(Task material)
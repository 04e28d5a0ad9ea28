use std::fs;
use std::path::{Path, PathBuf};

use floorplan_core::catalog::FurnitureDragData;
use floorplan_core::document::FloorPlan;
use serde::Serialize;
use serde::de::DeserializeOwned;
use thiserror::Error;
use tracing::{debug, info};

#[derive(Debug, Error)]
pub enum IoError {
    #[error("failed to read file {path:?}: {source}")]
    ReadError {
        path: PathBuf,
        #[source]
        source: std::io::Error,
    },
    #[error("failed to write file {path:?}: {source}")]
    WriteError {
        path: PathBuf,
        #[source]
        source: std::io::Error,
    },
    #[error("invalid document structure: {0}")]
    InvalidDocument(String),
    #[error("failed to encode document: {0}")]
    Encode(String),
}

pub trait DocumentLoader {
    fn load(&self, path: &Path) -> Result<FloorPlan, IoError>;
}

pub trait DocumentSaver {
    fn save(&self, plan: &FloorPlan, path: &Path) -> Result<(), IoError>;
}

/// JSON 文档读写。解码失败时不返回任何部分结果，调用方的文档保持不变。
#[derive(Debug, Clone, Copy)]
pub struct JsonFacade {
    pretty: bool,
}

impl JsonFacade {
    pub fn new() -> Self {
        Self { pretty: true }
    }

    /// 输出单行 JSON，适合剪贴板或网络传输。
    pub fn compact() -> Self {
        Self { pretty: false }
    }

    /// 解码并校验平面图。旧版文档缺失的字段取默认值，实体 ID 计数器会越过已有 ID。
    /// 重复或越界的 ID 视为无效文档。
    pub fn decode(&self, bytes: &[u8]) -> Result<FloorPlan, IoError> {
        let mut plan: FloorPlan = decode_json(bytes)?;
        plan.reconcile_ids()
            .and_then(|()| plan.validate())
            .map_err(|err| IoError::InvalidDocument(err.to_string()))?;
        Ok(plan)
    }

    pub fn encode(&self, plan: &FloorPlan) -> Result<Vec<u8>, IoError> {
        encode_json(plan, self.pretty)
    }
}

impl Default for JsonFacade {
    fn default() -> Self {
        Self::new()
    }
}

impl DocumentLoader for JsonFacade {
    fn load(&self, path: &Path) -> Result<FloorPlan, IoError> {
        let data = fs::read(path).map_err(|source| IoError::ReadError {
            path: path.to_path_buf(),
            source,
        })?;
        let plan = self.decode(&data)?;
        info!(
            path = %path.display(),
            walls = plan.wall_count(),
            furniture = plan.furniture_items().len(),
            "已读取平面图文档"
        );
        Ok(plan)
    }
}

impl DocumentSaver for JsonFacade {
    fn save(&self, plan: &FloorPlan, path: &Path) -> Result<(), IoError> {
        let data = self.encode(plan)?;
        fs::write(path, &data).map_err(|source| IoError::WriteError {
            path: path.to_path_buf(),
            source,
        })?;
        info!(path = %path.display(), bytes = data.len(), "已保存平面图文档");
        Ok(())
    }
}

/// 解析家具面板拖放负载（`{ furnitureId, name, width, height, category }`）。
pub fn decode_drag_payload(text: &str) -> Result<FurnitureDragData, IoError> {
    let payload: FurnitureDragData = decode_json(text.as_bytes())?;
    if !(payload.width >= 0.0 && payload.height >= 0.0) {
        return Err(IoError::InvalidDocument(format!(
            "拖放负载尺寸无效: {} x {}",
            payload.width, payload.height
        )));
    }
    debug!(furniture = payload.furniture_id.as_str(), "已解析拖放负载");
    Ok(payload)
}

pub fn encode_drag_payload(payload: &FurnitureDragData) -> Result<String, IoError> {
    let bytes = encode_json(payload, false)?;
    String::from_utf8(bytes).map_err(|err| IoError::Encode(err.to_string()))
}

fn decode_json<T: DeserializeOwned>(bytes: &[u8]) -> Result<T, IoError> {
    serde_json::from_slice(bytes).map_err(|err| IoError::InvalidDocument(err.to_string()))
}

fn encode_json<T: Serialize + ?Sized>(value: &T, pretty: bool) -> Result<Vec<u8>, IoError> {
    let result = if pretty {
        serde_json::to_vec_pretty(value)
    } else {
        serde_json::to_vec(value)
    };
    result.map_err(|err| IoError::Encode(err.to_string()))
}

#[cfg(test)]
mod tests {
    use floorplan_core::catalog::FurniturePreset;

    use super::*;

    #[test]
    fn drag_payload_round_trip() {
        let payload = FurniturePreset::Sofa.to_drag_data();
        let text = encode_drag_payload(&payload).unwrap();
        assert!(text.contains("\"furnitureId\":\"sofa\""));
        assert_eq!(decode_drag_payload(&text).unwrap(), payload);
    }

    #[test]
    fn drag_payload_rejects_negative_size() {
        let text = r#"{"furnitureId":"x","name":"X","width":-1,"height":2,"category":"Storage"}"#;
        assert!(matches!(
            decode_drag_payload(text),
            Err(IoError::InvalidDocument(_))
        ));
        assert!(decode_drag_payload("{}").is_err());
    }

    #[test]
    fn compact_output_has_no_newlines() {
        let plan = FloorPlan::new("Compact");
        let bytes = JsonFacade::compact().encode(&plan).unwrap();
        assert!(!bytes.contains(&b'\n'));
        let pretty = JsonFacade::new().encode(&plan).unwrap();
        assert!(pretty.contains(&b'\n'));
    }
}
(End Task material)
▸ Required action
From the entries above, show each line that includes the string "bool".

▸ Task solution
    pretty: bool,
fn encode_json<T: Serialize + ?Sized>(value: &T, pretty: bool) -> Result<Vec<u8>, IoError> {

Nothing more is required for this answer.